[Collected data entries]

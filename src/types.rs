//! Core types for wallet records and generation policy

use crate::error::WalletError;
use serde::{Deserialize, Serialize};
use std::fmt;
use std::str::FromStr;
use zeroize::{Zeroize, ZeroizeOnDrop};

/// The persisted wallet: two derived key encodings and the recovery phrase.
///
/// Either all three fields are empty (no wallet) or all three are set.
/// The phrase is the source of truth; the keys are cached encodings of it.
#[derive(Clone, Default, PartialEq, Eq, Zeroize, ZeroizeOnDrop)]
pub struct WalletRecord {
    pub public_key: String,
    pub private_key: String,
    pub mnemonic_phrase: String,
}

impl WalletRecord {
    pub fn new(
        public_key: impl Into<String>,
        private_key: impl Into<String>,
        mnemonic_phrase: impl Into<String>,
    ) -> Self {
        Self {
            public_key: public_key.into(),
            private_key: private_key.into(),
            mnemonic_phrase: mnemonic_phrase.into(),
        }
    }

    /// No wallet present
    pub fn is_empty(&self) -> bool {
        self.public_key.is_empty() && self.private_key.is_empty() && self.mnemonic_phrase.is_empty()
    }

    /// All three fields populated
    pub fn is_complete(&self) -> bool {
        !self.public_key.is_empty() && !self.private_key.is_empty() && !self.mnemonic_phrase.is_empty()
    }

    /// Check the all-or-nothing invariant.
    ///
    /// Returns `InconsistentRecord` listing which fields are populated when
    /// the record is neither empty nor complete.
    pub fn check_consistency(&self) -> Result<(), WalletError> {
        if self.is_empty() || self.is_complete() {
            return Ok(());
        }
        Err(WalletError::InconsistentRecord {
            public_key: !self.public_key.is_empty(),
            private_key: !self.private_key.is_empty(),
            mnemonic_phrase: !self.mnemonic_phrase.is_empty(),
        })
    }

    /// Number of words in the recovery phrase
    pub fn word_count(&self) -> usize {
        self.mnemonic_phrase.split_whitespace().count()
    }
}

impl fmt::Debug for WalletRecord {
    fn fmt(&self, f: &mut fmt::Formatter<'_>) -> fmt::Result {
        f.debug_struct("WalletRecord")
            .field("public_key", &self.public_key)
            .field("private_key", &redacted(&self.private_key))
            .field("mnemonic_phrase", &redacted(&self.mnemonic_phrase))
            .finish()
    }
}

fn redacted(value: &str) -> &'static str {
    if value.is_empty() {
        "<empty>"
    } else {
        "<redacted>"
    }
}

/// Whether the recovery phrase is currently shown. Never persisted.
#[derive(Debug, Clone, Copy, Default, PartialEq, Eq)]
pub struct RevealState {
    pub show_recovery: bool,
}

impl RevealState {
    pub fn toggle(&mut self) {
        self.show_recovery = !self.show_recovery;
    }
}

/// Error returned when a policy value cannot be parsed.
#[derive(Debug, Clone, PartialEq, Eq, thiserror::Error)]
#[error("{0}")]
pub struct ParsePolicyError(pub(crate) String);

/// Mnemonic entropy strength.
#[derive(Debug, Clone, Copy, PartialEq, Eq, Hash, Default, Serialize, Deserialize)]
pub enum EntropyStrength {
    /// 128 bits, 12 words
    #[default]
    Bits128,
    /// 256 bits, 24 words
    Bits256,
}

impl EntropyStrength {
    pub const fn bits(self) -> usize {
        match self {
            Self::Bits128 => 128,
            Self::Bits256 => 256,
        }
    }

    pub const fn byte_len(self) -> usize {
        self.bits() / 8
    }

    /// Words in a BIP39 phrase of this strength (one checksum bit per 32 entropy bits)
    pub const fn word_count(self) -> usize {
        (self.bits() + self.bits() / 32) / 11
    }

    pub fn from_bits(bits: usize) -> Option<Self> {
        match bits {
            128 => Some(Self::Bits128),
            256 => Some(Self::Bits256),
            _ => None,
        }
    }
}

impl FromStr for EntropyStrength {
    type Err = ParsePolicyError;

    fn from_str(s: &str) -> Result<Self, Self::Err> {
        s.trim()
            .parse::<usize>()
            .ok()
            .and_then(Self::from_bits)
            .ok_or_else(|| {
                ParsePolicyError(format!(
                    "unsupported entropy strength '{s}', expected 128 or 256"
                ))
            })
    }
}

/// SLIP-44 coin types supported by the secp256k1 engine.
#[derive(Debug, Clone, Copy, PartialEq, Eq, Hash, Default, Serialize, Deserialize)]
pub enum CoinType {
    Bitcoin,
    Litecoin,
    Dogecoin,
    #[default]
    Ethereum,
}

impl CoinType {
    /// SLIP-44 registered index
    pub const fn slip44(self) -> u32 {
        match self {
            Self::Bitcoin => 0,
            Self::Litecoin => 2,
            Self::Dogecoin => 3,
            Self::Ethereum => 60,
        }
    }

    pub const fn name(self) -> &'static str {
        match self {
            Self::Bitcoin => "Bitcoin",
            Self::Litecoin => "Litecoin",
            Self::Dogecoin => "Dogecoin",
            Self::Ethereum => "Ethereum",
        }
    }

    pub const fn all() -> &'static [Self] {
        &[Self::Bitcoin, Self::Litecoin, Self::Dogecoin, Self::Ethereum]
    }
}

impl fmt::Display for CoinType {
    fn fmt(&self, f: &mut fmt::Formatter<'_>) -> fmt::Result {
        write!(f, "{}", self.name())
    }
}

impl FromStr for CoinType {
    type Err = ParsePolicyError;

    fn from_str(s: &str) -> Result<Self, Self::Err> {
        let lower = s.trim().to_lowercase();
        if let Ok(index) = lower.parse::<u32>() {
            return Self::all()
                .iter()
                .copied()
                .find(|c| c.slip44() == index)
                .ok_or_else(|| ParsePolicyError(format!("unsupported coin type {index}")));
        }
        match lower.as_str() {
            "bitcoin" | "btc" => Ok(Self::Bitcoin),
            "litecoin" | "ltc" => Ok(Self::Litecoin),
            "dogecoin" | "doge" => Ok(Self::Dogecoin),
            "ethereum" | "eth" => Ok(Self::Ethereum),
            _ => Err(ParsePolicyError(format!("unsupported coin type '{s}'"))),
        }
    }
}

/// BIP43 purpose level; also selects extended-key version bytes.
#[derive(Debug, Clone, Copy, PartialEq, Eq, Hash, Default, Serialize, Deserialize)]
pub enum Purpose {
    /// Legacy, xpub/xprv
    #[default]
    Bip44,
    /// Nested segwit, ypub/yprv
    Bip49,
    /// Native segwit, zpub/zprv
    Bip84,
}

impl Purpose {
    pub const fn index(self) -> u32 {
        match self {
            Self::Bip44 => 44,
            Self::Bip49 => 49,
            Self::Bip84 => 84,
        }
    }
}

impl FromStr for Purpose {
    type Err = ParsePolicyError;

    fn from_str(s: &str) -> Result<Self, Self::Err> {
        match s.trim().to_lowercase().trim_start_matches("bip") {
            "44" => Ok(Self::Bip44),
            "49" => Ok(Self::Bip49),
            "84" => Ok(Self::Bip84),
            _ => Err(ParsePolicyError(format!(
                "unsupported purpose '{s}', expected 44, 49 or 84"
            ))),
        }
    }
}

/// How derived keys are rendered into the record. One scheme per deployment.
#[derive(Debug, Clone, Copy, PartialEq, Eq, Hash, Serialize, Deserialize)]
pub enum EncodingScheme {
    /// Account-level BIP32 extended keys at `m/purpose'/coin'/0'`
    ExtendedKey { purpose: Purpose },
    /// First receive key at `m/purpose'/coin'/0'/0/0`: hex scalar and
    /// compressed public point
    RawSecp256k1 { purpose: Purpose },
}

impl Default for EncodingScheme {
    fn default() -> Self {
        Self::ExtendedKey {
            purpose: Purpose::Bip44,
        }
    }
}

impl EncodingScheme {
    pub const fn purpose(self) -> Purpose {
        match self {
            Self::ExtendedKey { purpose } | Self::RawSecp256k1 { purpose } => purpose,
        }
    }

    /// BIP32 path of the key this scheme encodes
    pub fn derivation_path(self, coin: CoinType) -> String {
        let purpose = self.purpose().index();
        let coin = coin.slip44();
        match self {
            Self::ExtendedKey { .. } => format!("m/{purpose}'/{coin}'/0'"),
            Self::RawSecp256k1 { .. } => format!("m/{purpose}'/{coin}'/0'/0/0"),
        }
    }

    /// Parse a scheme name (`extended` or `raw`) with the given purpose
    pub fn parse_with_purpose(name: &str, purpose: Purpose) -> Result<Self, ParsePolicyError> {
        match name.trim().to_lowercase().as_str() {
            "extended" | "xpub" | "extended-key" => Ok(Self::ExtendedKey { purpose }),
            "raw" | "secp256k1" | "raw-secp256k1" => Ok(Self::RawSecp256k1 { purpose }),
            _ => Err(ParsePolicyError(format!(
                "unsupported encoding scheme '{name}', expected 'extended' or 'raw'"
            ))),
        }
    }
}

impl fmt::Display for EncodingScheme {
    fn fmt(&self, f: &mut fmt::Formatter<'_>) -> fmt::Result {
        match self {
            Self::ExtendedKey { purpose } => write!(f, "extended key (BIP{})", purpose.index()),
            Self::RawSecp256k1 { purpose } => write!(f, "raw secp256k1 (BIP{})", purpose.index()),
        }
    }
}

/// The fixed generation policy of a deployment.
#[derive(Debug, Clone, Default, PartialEq, Eq)]
pub struct WalletPolicy {
    pub strength: EntropyStrength,
    pub coin_type: CoinType,
    pub scheme: EncodingScheme,
    /// Optional BIP39 passphrase ("25th word"), empty by default
    pub passphrase: String,
}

Required work: Only the lines from the beginning of the entries through the line bearing "three are set." should be returned, each exactly as written.

Solution below:
filename src/types.rs
//! Core types for wallet records and generation policy

use crate::error::WalletError;
use serde::{Deserialize, Serialize};
use std::fmt;
use std::str::FromStr;
use zeroize::{Zeroize, ZeroizeOnDrop};

/// The persisted wallet: two derived key encodings and the recovery phrase.
///
/// Either all three fields are empty (no wallet) or all three are set.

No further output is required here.